A new home for Renty and Delia
Tonya M. Matthews, the CEO of the International African American Museum, called Harvard’s relinquishing of the images a moment “175 years in the making.”
“The bravery, tenacity, and grace shown by Ms. Lanier throughout the long and arduous process of returning these critical pieces of Renty and Delia’s story to South Carolina is a model for us all,” she said in a statement.
The South Carolina museum has committed to working with Ms. Lanier and including her in decisions about how the story of the images will be told.
“It’s not an improvement just to move them from one closet in a mighty institution to another. And so really, the real importance of this is to allow these images to breathe, to allow the story – the full story – to be told not by a conflicted player in the story, which Harvard was from the beginning,” Mr. Koskoff said.
The attorney said “everybody has the right to tell the story of their own families.”
“That’s the least, most basic right we might have,” he said. “To be able to tell the story of her family with a museum that will allow her to tell it – I mean, you can’t do any better than that.”
In Ms. Lanier’s lawsuit, she asked for Harvard to acknowledge its complicity in slavery, listen to Ms. Lanier’s oral family history, and pay an unspecified sum in damages.
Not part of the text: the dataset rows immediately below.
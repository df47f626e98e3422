// SPDX-License-Identifier: MIT

//!
//! Day windows and clipping
//!
//! A day window is the span actually drawn for one (mission, operational day)
//! pair.  It is the operational day's canonical bounds shrunk to the extent of
//! the assignments active in it, and never wider than the canonical bounds.
//!

use crate::{Assignment, Mission, OperationalDay, PersonId};
use chrono::NaiveDateTime;
use log::trace;
use serde::Serialize;

/// The rendered bounds of one (mission, operational day) document
#[derive(Debug, Clone, Copy, PartialEq, Eq, Hash, Serialize)]
pub struct DayWindow {
    pub start: NaiveDateTime,
    pub end: NaiveDateTime,
}

/// A day whose window has been resolved, along with the assignments that
/// strictly overlap the window (input order kept)
#[derive(Debug, Clone, PartialEq, Eq)]
pub struct ResolvedDay<'a> {
    pub day: OperationalDay,
    pub window: DayWindow,
    pub active: Vec<&'a Assignment>,
}

impl DayWindow {
    /// Resolve the window of `day` for the given assignments (all from the
    /// same mission).
    ///
    /// The assignments are first filtered loosely against the canonical day
    /// bounds, the window is the canonical bounds intersected with the extent
    /// of those assignments, and the assignments are then filtered again
    /// against the window.  Returns `None` when either filter leaves nothing,
    /// meaning the day gets no document.
    pub fn resolve<'a>(
        day: OperationalDay,
        assignments: &'a [Assignment],
    ) -> Option<ResolvedDay<'a>> {
        let canonical_start = day.canonical_start();
        let canonical_end = day.canonical_end();

        // Loose, day-level filter
        let roughly_active: Vec<&Assignment> = assignments
            .iter()
            .filter(|a| a.overlaps(canonical_start, canonical_end))
            .collect();

        let earliest_start = roughly_active.iter().map(|a| a.start()).min()?;
        let latest_end = roughly_active.iter().map(|a| a.end()).max()?;

        let window = DayWindow {
            start: canonical_start.max(earliest_start),
            end: canonical_end.min(latest_end),
        };

        // Tight, window-level filter
        let active: Vec<&Assignment> = assignments
            .iter()
            .filter(|a| a.overlaps(window.start, window.end))
            .collect();

        if active.is_empty() {
            trace!("no assignment overlaps the window of {day}");
            return None;
        }

        Some(ResolvedDay { day, window, active })
    }

    /// Restrict an assignment to the window
    pub fn clip(&self, assignment: &Assignment) -> ClippedAssignment {
        let start = assignment.start().max(self.start).min(self.end);
        let end = assignment.end().min(self.end).max(start);
        ClippedAssignment {
            assignment: assignment.clone(),
            start,
            end,
        }
    }

    /// Whole minutes from the window start to `timestamp` (truncated)
    pub fn minutes_from_start(&self, timestamp: NaiveDateTime) -> i64 {
        (timestamp - self.start).num_minutes()
    }
}

/// An [`Assignment`] restricted to a [`DayWindow`].  The identity fields are
/// those of the original assignment.
#[derive(Debug, Clone, PartialEq, Eq, Hash, Serialize)]
pub struct ClippedAssignment {
    /// The original, unclipped assignment
    pub assignment: Assignment,

    /// `max(assignment.start, window.start)`
    pub start: NaiveDateTime,

    /// `min(assignment.end, window.end)`
    pub end: NaiveDateTime,
}

impl ClippedAssignment {
    pub fn mission(&self) -> &Mission {
        self.assignment.mission()
    }

    pub fn person_id(&self) -> &PersonId {
        self.assignment.person_id()
    }

    pub fn name(&self) -> &str {
        self.assignment.name()
    }

    pub fn phone(&self) -> &str {
        self.assignment.phone()
    }
}

impl ResolvedDay<'_> {
    /// Clip every active assignment to the window
    pub fn clipped(&self) -> Vec<ClippedAssignment> {
        self.active.iter().map(|a| self.window.clip(a)).collect()
    }
}

#[cfg(test)]
mod test {
    use super::*;
    use crate::test_helpers::at;
    use chrono::NaiveDate;

    fn day(date: &str) -> OperationalDay {
        OperationalDay::from_date(NaiveDate::parse_from_str(date, "%Y-%m-%d").unwrap())
    }

    fn assignment(person: &str, start: &str, end: &str) -> Assignment {
        Assignment::from(
            Mission::from("Bar").unwrap(),
            at(start),
            at(end),
            PersonId::from(person).unwrap(),
            "Someone",
            "",
        )
        .unwrap()
    }

    fn assert_within_window(resolved: &ResolvedDay) {
        let canonical_start = resolved.day.canonical_start();
        let canonical_end = resolved.day.canonical_end();
        assert!(resolved.window.start >= canonical_start);
        assert!(resolved.window.end <= canonical_end);
        for clipped in resolved.clipped() {
            assert!(resolved.window.start <= clipped.start);
            assert!(clipped.start <= clipped.end);
            assert!(clipped.end <= resolved.window.end);
        }
    }

    #[test]
    fn window_shrinks_to_activity() {
        let assignments = vec![
            assignment("a@x", "2025-08-01 14:00", "2025-08-01 18:00"),
            assignment("b@x", "2025-08-01 16:00", "2025-08-01 23:30"),
        ];
        let resolved = DayWindow::resolve(day("2025-08-01"), &assignments).unwrap();
        assert_eq!(resolved.window.start, at("2025-08-01 14:00"));
        assert_eq!(resolved.window.end, at("2025-08-01 23:30"));
        assert_eq!(resolved.active.len(), 2);
        assert_within_window(&resolved);
    }

    #[test]
    fn straddling_assignment_is_split_across_days() {
        // 07:00 -> 09:00 belongs partly to the previous operational day
        let assignments = vec![assignment("a@x", "2025-08-01 07:00", "2025-08-01 09:00")];

        let previous = DayWindow::resolve(day("2025-07-31"), &assignments).unwrap();
        assert_eq!(previous.window.start, at("2025-08-01 07:00"));
        assert_eq!(previous.window.end, at("2025-08-01 07:59:59"));
        let clipped = previous.clipped();
        assert_eq!(clipped[0].start, at("2025-08-01 07:00"));
        assert_eq!(clipped[0].end, at("2025-08-01 07:59:59"));
        assert_within_window(&previous);

        let current = DayWindow::resolve(day("2025-08-01"), &assignments).unwrap();
        assert_eq!(current.window.start, at("2025-08-01 08:00"));
        assert_eq!(current.window.end, at("2025-08-01 09:00"));
        let clipped = current.clipped();
        assert_eq!(clipped[0].start, at("2025-08-01 08:00"));
        assert_eq!(clipped[0].end, at("2025-08-01 09:00"));
        assert_within_window(&current);
    }

    #[test]
    fn window_never_exceeds_canonical_bounds() {
        let assignments = vec![
            assignment("a@x", "2025-07-30 12:00", "2025-08-03 12:00"),
            assignment("b@x", "2025-08-01 09:00", "2025-08-01 10:00"),
        ];
        let resolved = DayWindow::resolve(day("2025-08-01"), &assignments).unwrap();
        assert_eq!(resolved.window.start, at("2025-08-01 08:00:00"));
        assert_eq!(resolved.window.end, at("2025-08-02 07:59:59"));
        assert_within_window(&resolved);
    }

    #[test]
    fn day_ending_at_boundary_produces_nothing() {
        // Touches 2025-08-02 by its end timestamp only
        let assignments = vec![assignment("a@x", "2025-08-01 20:00", "2025-08-02 08:00")];
        assert!(DayWindow::resolve(day("2025-08-02"), &assignments).is_none());
    }

    #[test]
    fn day_without_assignments_produces_nothing() {
        let assignments = vec![assignment("a@x", "2025-08-05 10:00", "2025-08-05 12:00")];
        assert!(DayWindow::resolve(day("2025-08-01"), &assignments).is_none());
        assert!(DayWindow::resolve(day("2025-08-01"), &[]).is_none());
    }

    #[test]
    fn early_tail_window_starts_at_earliest_assignment() {
        let assignments = vec![
            assignment("a@x", "2025-08-01 07:00", "2025-08-01 07:59:59"),
            assignment("b@x", "2025-08-01 06:00", "2025-08-01 07:00"),
        ];
        let resolved = DayWindow::resolve(day("2025-07-31"), &assignments).unwrap();
        assert_eq!(resolved.window.start, at("2025-08-01 06:00"));
        assert_eq!(resolved.active.len(), 2);
        assert_within_window(&resolved);
    }

    #[test]
    fn minutes_are_truncated() {
        let window = DayWindow {
            start: at("2025-08-01 08:00:00"),
            end: at("2025-08-02 07:59:59"),
        };
        assert_eq!(window.minutes_from_start(at("2025-08-01 09:30:59")), 90);
        assert_eq!(window.minutes_from_start(window.end), 1439);
    }
}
An undisclosed financial settlement was part of the resolution with Harvard announced Wednesday, but Harvard still hasn’t publicly acknowledged Ms. Lanier’s connection to them or its connection to perpetuating slavery in the U.S., Mr. Koskoff said.
“That is just left unanswered by Harvard,” he said.
He said Ms. Lanier isn’t expecting or waiting to hear from the institution, but that the settlement speaks for itself.
“In the end, the truth will find you – you can only hide from it for so long,” he said. “Yes, history is written by the winners. But over time, you know, those winners look like losers sometimes.”
This story was reported by The Associated Press.